### [Stored data entries]
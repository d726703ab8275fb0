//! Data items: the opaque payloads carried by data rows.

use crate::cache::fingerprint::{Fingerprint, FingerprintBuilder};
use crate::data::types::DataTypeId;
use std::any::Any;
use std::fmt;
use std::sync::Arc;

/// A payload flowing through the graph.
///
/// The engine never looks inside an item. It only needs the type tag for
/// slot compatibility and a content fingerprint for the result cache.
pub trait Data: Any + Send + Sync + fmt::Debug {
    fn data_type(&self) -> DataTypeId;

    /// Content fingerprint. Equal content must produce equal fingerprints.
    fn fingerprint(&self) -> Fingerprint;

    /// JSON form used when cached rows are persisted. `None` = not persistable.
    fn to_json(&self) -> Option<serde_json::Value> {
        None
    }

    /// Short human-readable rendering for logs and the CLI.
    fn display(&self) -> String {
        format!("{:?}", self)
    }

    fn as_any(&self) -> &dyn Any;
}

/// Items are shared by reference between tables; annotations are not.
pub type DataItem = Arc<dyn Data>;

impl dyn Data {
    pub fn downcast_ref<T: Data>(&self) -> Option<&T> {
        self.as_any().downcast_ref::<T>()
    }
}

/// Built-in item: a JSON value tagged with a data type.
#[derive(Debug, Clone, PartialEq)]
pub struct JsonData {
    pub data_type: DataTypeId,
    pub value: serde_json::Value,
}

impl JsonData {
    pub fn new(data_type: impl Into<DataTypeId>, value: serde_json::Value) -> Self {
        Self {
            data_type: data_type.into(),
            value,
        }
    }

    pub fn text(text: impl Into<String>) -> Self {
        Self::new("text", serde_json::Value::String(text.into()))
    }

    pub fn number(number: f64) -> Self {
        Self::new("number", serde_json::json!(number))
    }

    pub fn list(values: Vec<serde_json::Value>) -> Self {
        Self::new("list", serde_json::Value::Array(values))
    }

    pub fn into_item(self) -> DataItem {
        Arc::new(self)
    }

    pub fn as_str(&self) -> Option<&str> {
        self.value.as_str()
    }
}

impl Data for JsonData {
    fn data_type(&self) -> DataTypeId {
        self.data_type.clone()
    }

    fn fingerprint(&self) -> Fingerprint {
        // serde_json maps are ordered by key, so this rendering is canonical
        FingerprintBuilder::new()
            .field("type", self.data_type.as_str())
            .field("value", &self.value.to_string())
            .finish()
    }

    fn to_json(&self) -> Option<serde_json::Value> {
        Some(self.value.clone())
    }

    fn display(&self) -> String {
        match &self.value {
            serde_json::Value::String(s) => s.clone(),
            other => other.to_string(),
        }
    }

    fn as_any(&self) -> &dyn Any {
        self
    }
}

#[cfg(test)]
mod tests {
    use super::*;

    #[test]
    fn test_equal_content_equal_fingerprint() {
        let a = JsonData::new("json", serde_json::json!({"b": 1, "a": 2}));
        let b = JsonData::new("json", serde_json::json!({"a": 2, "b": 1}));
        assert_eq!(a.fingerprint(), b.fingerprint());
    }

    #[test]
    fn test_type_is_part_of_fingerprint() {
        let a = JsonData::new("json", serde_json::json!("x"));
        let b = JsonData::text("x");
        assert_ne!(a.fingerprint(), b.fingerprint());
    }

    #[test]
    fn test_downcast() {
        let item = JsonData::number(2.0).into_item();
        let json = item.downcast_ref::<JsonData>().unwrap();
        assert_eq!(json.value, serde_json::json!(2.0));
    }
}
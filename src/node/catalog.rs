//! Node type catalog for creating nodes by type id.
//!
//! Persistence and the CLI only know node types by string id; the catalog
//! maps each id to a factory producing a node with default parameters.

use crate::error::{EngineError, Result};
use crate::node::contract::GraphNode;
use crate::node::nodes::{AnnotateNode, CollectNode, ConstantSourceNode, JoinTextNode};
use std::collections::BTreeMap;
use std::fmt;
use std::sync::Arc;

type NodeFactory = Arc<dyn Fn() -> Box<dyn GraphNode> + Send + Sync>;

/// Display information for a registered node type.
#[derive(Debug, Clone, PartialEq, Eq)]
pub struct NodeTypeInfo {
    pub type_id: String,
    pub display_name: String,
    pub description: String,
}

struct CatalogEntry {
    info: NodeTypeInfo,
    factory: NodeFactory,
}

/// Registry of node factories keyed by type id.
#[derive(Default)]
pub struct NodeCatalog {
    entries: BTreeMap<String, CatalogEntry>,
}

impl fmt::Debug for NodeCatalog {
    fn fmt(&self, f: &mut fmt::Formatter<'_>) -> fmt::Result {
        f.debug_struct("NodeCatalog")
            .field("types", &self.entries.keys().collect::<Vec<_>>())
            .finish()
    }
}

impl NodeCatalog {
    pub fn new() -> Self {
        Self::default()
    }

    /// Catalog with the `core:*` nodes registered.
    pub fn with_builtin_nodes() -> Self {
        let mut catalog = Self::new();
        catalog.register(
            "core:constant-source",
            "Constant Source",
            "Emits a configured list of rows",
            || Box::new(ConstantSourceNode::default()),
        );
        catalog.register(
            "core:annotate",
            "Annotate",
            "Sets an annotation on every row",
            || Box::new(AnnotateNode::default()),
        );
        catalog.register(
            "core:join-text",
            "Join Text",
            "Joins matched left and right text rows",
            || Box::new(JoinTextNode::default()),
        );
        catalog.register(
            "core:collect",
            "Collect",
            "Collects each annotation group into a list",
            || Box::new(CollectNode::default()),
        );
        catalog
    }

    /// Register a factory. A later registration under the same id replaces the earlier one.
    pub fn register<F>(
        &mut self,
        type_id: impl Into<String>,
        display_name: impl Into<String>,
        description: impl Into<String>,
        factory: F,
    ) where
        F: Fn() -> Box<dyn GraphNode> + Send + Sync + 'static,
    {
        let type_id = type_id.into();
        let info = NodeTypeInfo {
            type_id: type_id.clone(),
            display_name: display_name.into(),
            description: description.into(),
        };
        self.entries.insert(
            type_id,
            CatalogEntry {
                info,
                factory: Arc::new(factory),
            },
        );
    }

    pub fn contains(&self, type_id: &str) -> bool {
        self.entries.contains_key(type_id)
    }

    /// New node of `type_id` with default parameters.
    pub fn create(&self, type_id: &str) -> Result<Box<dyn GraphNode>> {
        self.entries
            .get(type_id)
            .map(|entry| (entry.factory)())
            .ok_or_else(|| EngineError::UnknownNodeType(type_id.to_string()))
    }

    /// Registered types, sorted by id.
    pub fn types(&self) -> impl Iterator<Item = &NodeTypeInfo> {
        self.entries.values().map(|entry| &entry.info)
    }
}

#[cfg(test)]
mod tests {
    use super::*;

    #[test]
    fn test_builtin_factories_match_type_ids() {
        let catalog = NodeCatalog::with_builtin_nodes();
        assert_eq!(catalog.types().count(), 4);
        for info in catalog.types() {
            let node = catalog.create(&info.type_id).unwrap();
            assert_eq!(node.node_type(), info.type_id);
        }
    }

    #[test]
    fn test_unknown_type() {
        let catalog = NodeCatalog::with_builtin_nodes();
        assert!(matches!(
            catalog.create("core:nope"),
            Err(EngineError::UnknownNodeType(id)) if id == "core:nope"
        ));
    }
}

* * *

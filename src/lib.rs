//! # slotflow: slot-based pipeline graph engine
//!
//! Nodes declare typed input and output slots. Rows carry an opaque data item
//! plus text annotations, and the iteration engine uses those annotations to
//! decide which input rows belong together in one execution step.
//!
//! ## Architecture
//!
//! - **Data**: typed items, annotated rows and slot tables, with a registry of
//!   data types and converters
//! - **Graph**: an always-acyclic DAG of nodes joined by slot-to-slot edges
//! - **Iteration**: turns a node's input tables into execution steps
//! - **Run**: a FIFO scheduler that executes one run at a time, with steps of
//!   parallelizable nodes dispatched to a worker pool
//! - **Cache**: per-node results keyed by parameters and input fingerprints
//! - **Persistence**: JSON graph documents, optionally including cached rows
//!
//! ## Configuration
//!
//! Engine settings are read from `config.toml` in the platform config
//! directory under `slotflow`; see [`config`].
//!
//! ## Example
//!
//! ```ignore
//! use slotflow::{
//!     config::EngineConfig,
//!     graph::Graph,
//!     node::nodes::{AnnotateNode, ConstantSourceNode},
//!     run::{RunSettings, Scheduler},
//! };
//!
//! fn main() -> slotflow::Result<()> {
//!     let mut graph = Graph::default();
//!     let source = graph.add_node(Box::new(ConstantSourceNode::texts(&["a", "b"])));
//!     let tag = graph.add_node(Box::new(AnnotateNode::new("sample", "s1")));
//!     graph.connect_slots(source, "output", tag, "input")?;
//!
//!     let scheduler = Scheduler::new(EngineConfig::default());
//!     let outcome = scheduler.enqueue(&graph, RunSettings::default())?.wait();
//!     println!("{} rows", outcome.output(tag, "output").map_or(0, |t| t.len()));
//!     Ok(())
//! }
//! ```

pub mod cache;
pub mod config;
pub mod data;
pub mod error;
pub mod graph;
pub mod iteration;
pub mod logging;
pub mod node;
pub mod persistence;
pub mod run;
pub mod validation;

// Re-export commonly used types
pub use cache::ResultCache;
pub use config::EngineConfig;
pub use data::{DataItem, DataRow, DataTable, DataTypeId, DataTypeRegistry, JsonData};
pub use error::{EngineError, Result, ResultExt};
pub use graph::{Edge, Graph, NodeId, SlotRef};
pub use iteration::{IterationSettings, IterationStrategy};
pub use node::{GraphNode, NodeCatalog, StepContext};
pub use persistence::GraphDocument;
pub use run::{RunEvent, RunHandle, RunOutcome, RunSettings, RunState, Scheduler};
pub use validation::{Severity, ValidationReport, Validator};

### [What the task requires]
Take every line above where "NodeTypeInfo" appears and copy it.

### [Completed task]
pub struct NodeTypeInfo {
    info: NodeTypeInfo,
        let info = NodeTypeInfo {
    pub fn types(&self) -> impl Iterator<Item = &NodeTypeInfo> {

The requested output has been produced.